Tuesday, February 16, 2016

International Mother Language Day

As an addendum to my last post, I'd like to note that February 21 is the United Nations' International Mother Language Day, which this year emphasizes the importance of appropriate languages of instruction, usually mother tongues, in early years of schooling. It facilitates access to education – while promoting fairness – for population groups that speak minority and indigenous languages, in particular girls and women; it raises the quality of education and learning achievement by laying emphasis on understanding and creativity, rather than on rote and memorisation. 

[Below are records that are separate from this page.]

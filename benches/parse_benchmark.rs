//! Performance benchmarks for parsing and writing tag-value documents.
//!
//! Run with: cargo bench --bench parse_benchmark

use criterion::{BenchmarkId, Criterion, criterion_group, criterion_main};
use spdx_tagvalue::{parse_tag_value, write_tag_value_string};
use std::fmt::Write;
use std::hint::black_box;

/// Generate a document with `packages` packages of `files_per_package` files
/// each, plus a handful of explicit relationships and annotations.
fn generate_document(packages: usize, files_per_package: usize) -> String {
    let mut text = String::from(
        "SPDXVersion: SPDX-2.3\n\
         DataLicense: CC0-1.0\n\
         SPDXID: SPDXRef-DOCUMENT\n\
         DocumentName: benchmark-document\n\
         DocumentNamespace: https://example.org/spdxdocs/benchmark\n\
         Creator: Tool: generator-1.0\n\
         Created: 2024-01-01T00:00:00Z\n\n",
    );

    for p in 0..packages {
        let _ = write!(
            text,
            "PackageName: package-{p}\n\
             SPDXID: SPDXRef-Package-{p}\n\
             PackageVersion: 1.{}.{}\n\
             PackageDownloadLocation: https://example.org/package-{p}.tar.gz\n\
             FilesAnalyzed: true\n\
             PackageLicenseConcluded: Apache-2.0 OR MIT\n\
             PackageCopyrightText: <text>Copyright example {p}</text>\n",
            p % 10,
            p % 100,
        );
        for f in 0..files_per_package {
            let _ = write!(
                text,
                "FileName: ./src/package-{p}/file-{f}.rs\n\
                 SPDXID: SPDXRef-File-{p}-{f}\n\
                 FileType: SOURCE\n\
                 FileChecksum: SHA1: d6a770ba38583ed4bb4525bd96e50461655d2759\n\
                 LicenseConcluded: MIT\n",
            );
        }
        text.push('\n');
    }

    for p in 0..packages.min(20) {
        let _ = write!(
            text,
            "Relationship: SPDXRef-DOCUMENT DESCRIBES SPDXRef-Package-{p}\n"
        );
    }
    text.push_str(
        "\nAnnotator: Person: Benchmark Author\n\
         AnnotationDate: 2024-01-01T00:00:00Z\n\
         AnnotationType: OTHER\n\
         SPDXREF: SPDXRef-DOCUMENT\n\
         AnnotationComment: generated document\n",
    );
    text
}

fn bench_parse_small(c: &mut Criterion) {
    let text = generate_document(10, 5);
    c.bench_function("parse_10_packages", |b| {
        b.iter(|| {
            let _ = black_box(parse_tag_value(black_box(&text)));
        })
    });
}

fn bench_parse_large(c: &mut Criterion) {
    let text = generate_document(200, 20);
    c.bench_function("parse_200_packages", |b| {
        b.iter(|| {
            let _ = black_box(parse_tag_value(black_box(&text)));
        })
    });
}

fn bench_parse_scaling(c: &mut Criterion) {
    let mut group = c.benchmark_group("parse_scaling");
    for packages in [10, 50, 100, 200] {
        let text = generate_document(packages, 10);
        group.bench_with_input(
            BenchmarkId::from_parameter(packages),
            &text,
            |b, text| {
                b.iter(|| {
                    let _ = black_box(parse_tag_value(black_box(text)));
                })
            },
        );
    }
    group.finish();
}

fn bench_write(c: &mut Criterion) {
    let text = generate_document(100, 10);
    let document = parse_tag_value(&text).expect("benchmark document parses");
    c.bench_function("write_100_packages", |b| {
        b.iter(|| {
            let _ = black_box(write_tag_value_string(black_box(&document)));
        })
    });
}

fn bench_round_trip(c: &mut Criterion) {
    let text = generate_document(50, 10);
    c.bench_function("round_trip_50_packages", |b| {
        b.iter(|| {
            let document = parse_tag_value(black_box(&text)).expect("parses");
            let _ = black_box(write_tag_value_string(&document));
        })
    });
}

criterion_group!(
    benches,
    bench_parse_small,
    bench_parse_large,
    bench_parse_scaling,
    bench_write,
    bench_round_trip,
);

criterion_main!(benches);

This event was the focus of the Kickstarter campaign initiated by Tim Brookes to create the carving featured on the poster above, and send it to Bangladesh where it will be displayed at Bistaar (the arts complex in Chittagong) as part of the Mother Language Day festivities. The effort almost doubled its goal (originally $1000), and the excess will be used to foster other goals related to Endangered Alphabets.

I initially became involved with these efforts because of my general interest in language and writing systems. In fact, a major component of anything I teach revolves around the importance of the visual communication of stories, ideas, and the human experience in general. This week's topic in Art History 1, for example, focuses on illuminated manuscripts, some of the most beautiful objects ever created by human beings.

But we often forget that without language, and without a code in which to communicate that language on a readable surface, many aspects of human experience and history would be lost to us.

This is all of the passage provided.